WHY: When SFIFF announced that its 2015 program would be divided into categories like Marquee Presentations, Masters, Global Visions, etc. I wasn't so sure I liked the idea. It felt like a clear borrowing from the Toronto International Film Festival, SFIFF Executive Director Noah Cowan's former stomping ground, which isn't necessarily a bad thing, but I remember well my (sole) visit to that festival, and how much more attention and emphasis was given to programs in certain sections (Gala Presentations, Midnight Madness) at the seeming expense of the (to me) much more interesting things going on in sections like Discovery, Visions and Wavelengths. Noting that all the 2015 Marquee Presentations selections were either Anglophone or Francophone films, and that nearly all the Masters filmmakers were made men just a little bit more annoyed by the division.

But then I remembered that sectional programming like this is nothing SFIFF hadn't tried before; in fact the first year I really found myself delving into the program back in 2001, the festival had a Masters section (which helped guide me to great films by Agnes Varda, Jan Svankmajer and Bela Tarr, for instance), as well as Big Nights, Next Wave, Global Views, etc. And I realized how useful one particular section was for the festival: Vanguard. Though at TIFF this section name refers to cutting-edge genre films that are perhaps not quite so outré or outlandish to deserve Midnight slots, SFIFF is using it more to signify the most formally experimental films in the festival. Sticking with 2015 as the example, it was clearly quite helpful to the screening I attended of Jenni Olson's The Royal Road, for instance, that the film was positioned as something other than a straightforward documentary about Junipero Serra and the California-spanning thoroughfare he established. Audiences knew to expect an experimental essay film visually composed of landscape shots with no people in them, and seemed to respond well to what they saw.

For 2016, I'm pretty sure the Marquee Presentations are still limited to Anglophone and Francophone films (and that there are even fewer of the latter than there were last year). There are still too few female Masters (but at least the ones they've got are totally inarguable: Barbara Kopple and Chantal Akerman). But I'm fine with the categorizations now, if only because I've grown used to them after a year. And if the existence of the Vanguard section helped make it possible for the festival to program Sixty Six and target it to an appreciative audience, I'm more than fine: I'm all for it! 

Unfortunately nearly all the other Vanguard presentations at the festival have already passed. Other than Sixty Six's two showings, the last one remaining is Guetty Felin's "chorale for several voices in the wake of the Haiti earthquake", Ayiti Mon Amour, which screens once more at 9:15 tonight.

HOW: Digital screening with filmmaker in attendance.

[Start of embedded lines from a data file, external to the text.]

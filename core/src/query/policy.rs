use std::time::Duration;

use crate::resources::Collection;

/// How eagerly one collection's cached data is re-validated.
#[derive(Debug, Clone, Copy, PartialEq, Eq)]
pub struct SyncPolicy {
    /// Re-fetch on this period while someone is signed in. `None` caches
    /// until the next invalidation.
    pub refetch_interval: Option<Duration>,
    pub refetch_on_focus: bool,
    /// Append a freshly created record to the cached list before the
    /// confirming refetch lands.
    pub optimistic_create: bool,
}

impl SyncPolicy {
    pub const CACHE_UNTIL_INVALIDATED: SyncPolicy = SyncPolicy {
        refetch_interval: None,
        refetch_on_focus: false,
        optimistic_create: false,
    };

    pub const LIVE: SyncPolicy = SyncPolicy {
        refetch_interval: Some(Duration::from_secs(5)),
        refetch_on_focus: true,
        optimistic_create: true,
    };

    /// Whether data fetched `age` ago can still be served without a request.
    pub fn is_fresh(&self, age: Duration) -> bool {
        match self.refetch_interval {
            Some(interval) => age < interval,
            None => true,
        }
    }
}

#[derive(Debug, Clone, Copy, PartialEq, Eq)]
pub struct PolicyTable {
    pub todos: SyncPolicy,
    pub notes: SyncPolicy,
    pub events: SyncPolicy,
    pub reminders: SyncPolicy,
}

impl PolicyTable {
    pub fn get(&self, collection: Collection) -> &SyncPolicy {
        match collection {
            Collection::Todos => &self.todos,
            Collection::Notes => &self.notes,
            Collection::Events => &self.events,
            Collection::Reminders => &self.reminders,
        }
    }
}

impl Default for PolicyTable {
    fn default() -> Self {
        Self {
            todos: SyncPolicy::CACHE_UNTIL_INVALIDATED,
            notes: SyncPolicy::CACHE_UNTIL_INVALIDATED,
            events: SyncPolicy::LIVE,
            reminders: SyncPolicy::CACHE_UNTIL_INVALIDATED,
        }
    }
}

/// Retry budget for collection reads. Mutations are never retried.
#[derive(Debug, Clone, Copy, PartialEq, Eq)]
pub struct RetryPolicy {
    /// Retries after the first failed attempt.
    pub max_retries: u32,
    pub base_delay: Duration,
    pub max_delay: Duration,
}

impl RetryPolicy {
    pub fn none() -> Self {
        Self {
            max_retries: 0,
            base_delay: Duration::ZERO,
            max_delay: Duration::ZERO,
        }
    }

    /// Pause before the next attempt after `failures` consecutive failures:
    /// doubles from `base_delay`, capped at `max_delay`.
    pub fn delay_for(&self, failures: u32) -> Duration {
        let exponent = failures.saturating_sub(1).min(16);
        self.base_delay
            .saturating_mul(1u32 << exponent)
            .min(self.max_delay)
    }
}

impl Default for RetryPolicy {
    fn default() -> Self {
        Self {
            max_retries: 3,
            base_delay: Duration::from_secs(1),
            max_delay: Duration::from_secs(30),
        }
    }
}

#[cfg(test)]
mod tests {
    use super::*;

    #[test]
    fn only_events_are_live_by_default() {
        let table = PolicyTable::default();
        for collection in Collection::ALL {
            let policy = table.get(collection);
            let live = collection == Collection::Events;
            assert_eq!(policy.refetch_on_focus, live, "{collection}");
            assert_eq!(policy.optimistic_create, live, "{collection}");
            assert_eq!(policy.refetch_interval.is_some(), live, "{collection}");
        }
    }

    #[test]
    fn freshness_follows_interval() {
        assert!(SyncPolicy::CACHE_UNTIL_INVALIDATED.is_fresh(Duration::from_secs(3600)));
        assert!(SyncPolicy::LIVE.is_fresh(Duration::from_secs(4)));
        assert!(!SyncPolicy::LIVE.is_fresh(Duration::from_secs(5)));
    }

    #[test]
    fn backoff_doubles_and_caps() {
        let retry = RetryPolicy::default();
        assert_eq!(retry.delay_for(1), Duration::from_secs(1));
        assert_eq!(retry.delay_for(2), Duration::from_secs(2));
        assert_eq!(retry.delay_for(3), Duration::from_secs(4));
        assert_eq!(retry.delay_for(6), Duration::from_secs(30));
        assert_eq!(retry.delay_for(40), Duration::from_secs(30));
    }
}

OTHER SFIFF SCREENINGS: Today is the last chance to see screenings like Wild by Nicolette Krebitz, Southside With You by Richard Tanne, Les Cowboys by Thomas Bidegain and (as mentioned above) Ayiti Mon Amour, all at the Alamo Drafthouse New Mission.

NON-SFIFF SCREENING: Tonight Oddball Films hosts its 99th monthly 16mm iteration of "Strange Sinema", this time on the theme of "Psycho Science". The program includes The Electric EelSun Healing: The Ultra-Violet Way With Life Lite and Living in a Reversed World (which I've seen, the last of them at SFIFF- all are extremely weird and entertaining) and Edgar G. Ulmer's Goodbye, Mr. Germ, (which I have not). Seems like the perfect program to warm up for Penny Lane's NUTS! (which I also haven't seen yet.)